The short answer to the question: Yes. Of course. The Ohio Bureau of Workers’ Compensation can decide that certain injuries, even those sustained at your workplace, can result in a legitimate denial of benefits that include medical care and wage replacement.

An example of such an injury is one sustained while a worker is intoxicated on the job. If the worker is, say, drunk and falls off of a loading dock, it is very possible that a benefits claim will be denied.

Another example? A worker is fighting at the worksite (presumably with another employee) and is injured in the altercation. Even if the injury is serious, a benefits claim can be legitimately denied under these circumstances, according to the Ohio State Bar Association.

Still another illustration of a situation in which benefits can be denied is in the case of horseplay or messing around on the job. Someone might be just joking around, but if they’re injured in the course of goofing off, they can be denied benefits if they instigated or participated in the horseplay.

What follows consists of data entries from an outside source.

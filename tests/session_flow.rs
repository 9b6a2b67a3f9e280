//! End-to-end editing session tests

mod common;

use common::{blank_session, cells, lines, matrix, send_all, session_at};
use mdgrid::actions::{self, Report};
use mdgrid::cli::Action;
use mdgrid::clipboard::MemoryClipboard;
use mdgrid::config::EditorConfig;
use mdgrid::document::FileDocument;
use mdgrid::grid::{Alignment, CellPosition};
use mdgrid::messages::{ClipboardMsg, EditMsg, SelectionMsg, SessionMsg, StructureMsg};
use mdgrid::runtime::Runtime;
use mdgrid::selection::Direction;
use mdgrid::session::EditSession;
use mdgrid::Cmd;

const DOC: &str = "\
# Inventory

| item | qty |
|------|----:|
| pen  |   2 |

Notes below.
";

// ========================================================================
// Structural guard
// ========================================================================

#[test]
fn test_single_row_and_column_are_kept() {
    let mut session = session_at("| only |\n|---|", 0);
    assert_eq!((session.row_count(), session.column_count()), (1, 1));

    let cmd = send_all(
        &mut session,
        vec![
            StructureMsg::RemoveRow(None).into(),
            StructureMsg::RemoveRow(Some(0)).into(),
            StructureMsg::RemoveColumn(None).into(),
            StructureMsg::RemoveColumn(Some(0)).into(),
        ],
    );
    assert_eq!(cmd, None);
    assert_eq!(cells(session.grid()), matrix(&[&["only"]]));
    assert!(!session.history().can_undo());
}

// ========================================================================
// Navigation
// ========================================================================

#[test]
fn test_tab_wraps_rows() {
    let mut session = blank_session();
    send_all(
        &mut session,
        vec![
            SelectionMsg::SelectCell { row: 0, col: 2 }.into(),
            SelectionMsg::NextCell.into(),
        ],
    );
    assert_eq!(session.selection.active(), Some(CellPosition::new(1, 0)));

    send_all(&mut session, vec![SelectionMsg::PrevCell.into()]);
    assert_eq!(session.selection.active(), Some(CellPosition::new(0, 2)));
}

#[test]
fn test_shift_arrows_extend_from_anchor() {
    let mut session = blank_session();
    send_all(
        &mut session,
        vec![
            SelectionMsg::SelectCell { row: 1, col: 1 }.into(),
            SelectionMsg::MoveWithSelection(Direction::Down).into(),
            SelectionMsg::MoveWithSelection(Direction::Left).into(),
        ],
    );
    let range = session.selection.range().unwrap();
    assert_eq!(range.anchor, CellPosition::new(1, 1));
    assert_eq!(range.start(), CellPosition::new(1, 0));
    assert_eq!(range.end(), CellPosition::new(2, 1));

    send_all(&mut session, vec![SelectionMsg::Move(Direction::Up).into()]);
    assert!(session.selection.range().unwrap().is_single());
}

#[test]
fn test_select_all_then_clear() {
    let mut session = blank_session();
    send_all(&mut session, vec![SelectionMsg::SelectAll.into()]);
    assert_eq!(session.selection.selected_positions().len(), 9);
    send_all(&mut session, vec![SelectionMsg::Clear.into()]);
    assert!(session.selection.is_empty());
}

// ========================================================================
// Full sessions through the runtime
// ========================================================================

#[test]
fn test_edit_and_save_file() {
    let dir = tempfile::tempdir().unwrap();
    let path = dir.path().join("inventory.md");
    std::fs::write(&path, DOC).unwrap();

    let document = FileDocument::open(&path).unwrap();
    let table = mdgrid::markdown::parse_table(document.lines(), 3).unwrap();
    let mut session = EditSession::from_table(&table, &EditorConfig::default());
    let mut runtime = Runtime::new(MemoryClipboard::new(), document);

    runtime.dispatch(&mut session, StructureMsg::AddRow);
    runtime.dispatch(
        &mut session,
        EditMsg::SetCell {
            row: 2,
            col: 0,
            value: "notebook".to_string(),
        },
    );
    runtime.dispatch(
        &mut session,
        EditMsg::SetCell {
            row: 2,
            col: 1,
            value: "10".to_string(),
        },
    );
    runtime.dispatch(
        &mut session,
        StructureMsg::SetAlignment {
            col: 0,
            alignment: Alignment::Center,
        },
    );
    let outcome = runtime.dispatch(&mut session, SessionMsg::Save);
    assert!(outcome.closed);
    assert_eq!(session.status.as_deref(), Some("Table updated"));

    let saved = std::fs::read_to_string(&path).unwrap();
    assert_eq!(
        saved,
        "\
# Inventory

|   item   | qty |
|:--------:|----:|
|   pen    |   2 |
| notebook |  10 |

Notes below.
"
    );
}

#[test]
fn test_new_table_inserted_at_line() {
    let mut session = EditSession::blank(1, &EditorConfig::default());
    let mut runtime = Runtime::new(MemoryClipboard::new(), lines("before\nafter"));
    runtime.dispatch(&mut session, StructureMsg::RemoveColumn(None));
    runtime.dispatch(&mut session, StructureMsg::RemoveRow(None));
    runtime.dispatch(
        &mut session,
        EditMsg::SetCell {
            row: 0,
            col: 0,
            value: "h".to_string(),
        },
    );
    runtime.dispatch(&mut session, SessionMsg::Save);

    let (_, document) = runtime.into_parts();
    assert_eq!(
        document,
        lines("before\n| h |   |\n|:--|:--|\n|   |   |\nafter")
    );
}

#[test]
fn test_cut_then_undo_restores_cells() {
    let mut session = session_at(DOC, 2);
    let mut runtime = Runtime::new(MemoryClipboard::new(), lines(DOC));

    runtime.dispatch(&mut session, SelectionMsg::SelectCell { row: 1, col: 0 });
    runtime.dispatch(&mut session, SelectionMsg::ExtendSelectionTo { row: 1, col: 1 });
    runtime.dispatch(&mut session, ClipboardMsg::Cut);
    assert_eq!(runtime.clipboard().contents.as_deref(), Some("pen\t2"));
    assert_eq!(session.grid().row(1).unwrap(), &["".to_string(), "".to_string()]);

    runtime.dispatch(&mut session, mdgrid::messages::HistoryMsg::Undo);
    assert_eq!(session.grid().get(1, 0), Some("pen"));
}

#[test]
fn test_cancel_leaves_document() {
    let mut session = session_at(DOC, 4);
    let mut runtime = Runtime::new(MemoryClipboard::new(), lines(DOC));
    runtime.dispatch(&mut session, EditMsg::ClearSelectedCells);
    let outcome = runtime.dispatch(&mut session, SessionMsg::Cancel);
    assert!(outcome.closed);
    assert_eq!(runtime.document(), &lines(DOC));
}

#[test]
fn test_save_command_targets_table_span() {
    let mut session = session_at(DOC, 4);
    let cmd = send_all(&mut session, vec![SessionMsg::Save.into()]);
    assert!(matches!(cmd, Some(Cmd::ReplaceDocumentRange { lines, .. }) if lines == (2..5)));
}

// ========================================================================
// CLI actions
// ========================================================================

#[test]
fn test_format_action_rewrites_file() {
    let dir = tempfile::tempdir().unwrap();
    let path = dir.path().join("t.md");
    std::fs::write(&path, "intro\n|a|b|\n|-|:-:|\n|long cell|x|\n").unwrap();

    let action = Action::Format {
        file: path.clone(),
        line: 2,
        to_stdout: false,
    };
    let report = actions::run(&action, &EditorConfig::default(), MemoryClipboard::new()).unwrap();
    assert!(matches!(report, Report::Done(_)));
    assert_eq!(
        std::fs::read_to_string(&path).unwrap(),
        "intro\n| a         | b |\n|:----------|:-:|\n| long cell | x |\n"
    );
}

#[test]
fn test_copy_action_uses_clipboard() {
    let dir = tempfile::tempdir().unwrap();
    let path = dir.path().join("t.md");
    std::fs::write(&path, DOC).unwrap();

    let mut clipboard = MemoryClipboard::new();
    let action = Action::Copy {
        file: path.clone(),
        line: 2,
    };
    actions::run(&action, &EditorConfig::default(), &mut clipboard).unwrap();
    assert_eq!(clipboard.contents.as_deref(), Some("item\tqty\npen\t2"));
}

#[test]
fn test_paste_action_grows_table() {
    let dir = tempfile::tempdir().unwrap();
    let path = dir.path().join("t.md");
    std::fs::write(&path, DOC).unwrap();

    let action = Action::Paste {
        file: path.clone(),
        line: 3,
        target: CellPosition::new(2, 1),
    };
    let clipboard = MemoryClipboard::with_text("5\tblue\n1\tred");
    actions::run(&action, &EditorConfig::default(), clipboard).unwrap();

    let saved = std::fs::read_to_string(&path).unwrap();
    assert_eq!(
        saved,
        "\
# Inventory

| item | qty |      |
|:-----|----:|:-----|
| pen  |   2 |      |
|      |   5 | blue |
|      |   1 | red  |

Notes below.
"
    );
}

What about a more serious case in which an employee is commuting to work and is injured? Typically, a worker on his or her normal commute to or from the office, factory or worksite will not be compensated for injuries sustained during the drive. But if they are traveling for work — driving from Columbus to Boston, for instance, on their employer’s orders, their injuries are typically compensable.

The rules, the bureaucrats, the forms, the filings, the hearings: it’s all part of wading through the workers’ comp process to find out if your injury will result in needed benefits. Attorneys experienced in helping clients navigate the system can be valuable aids in obtaining the medical care and wage replacement on which you and your family depend.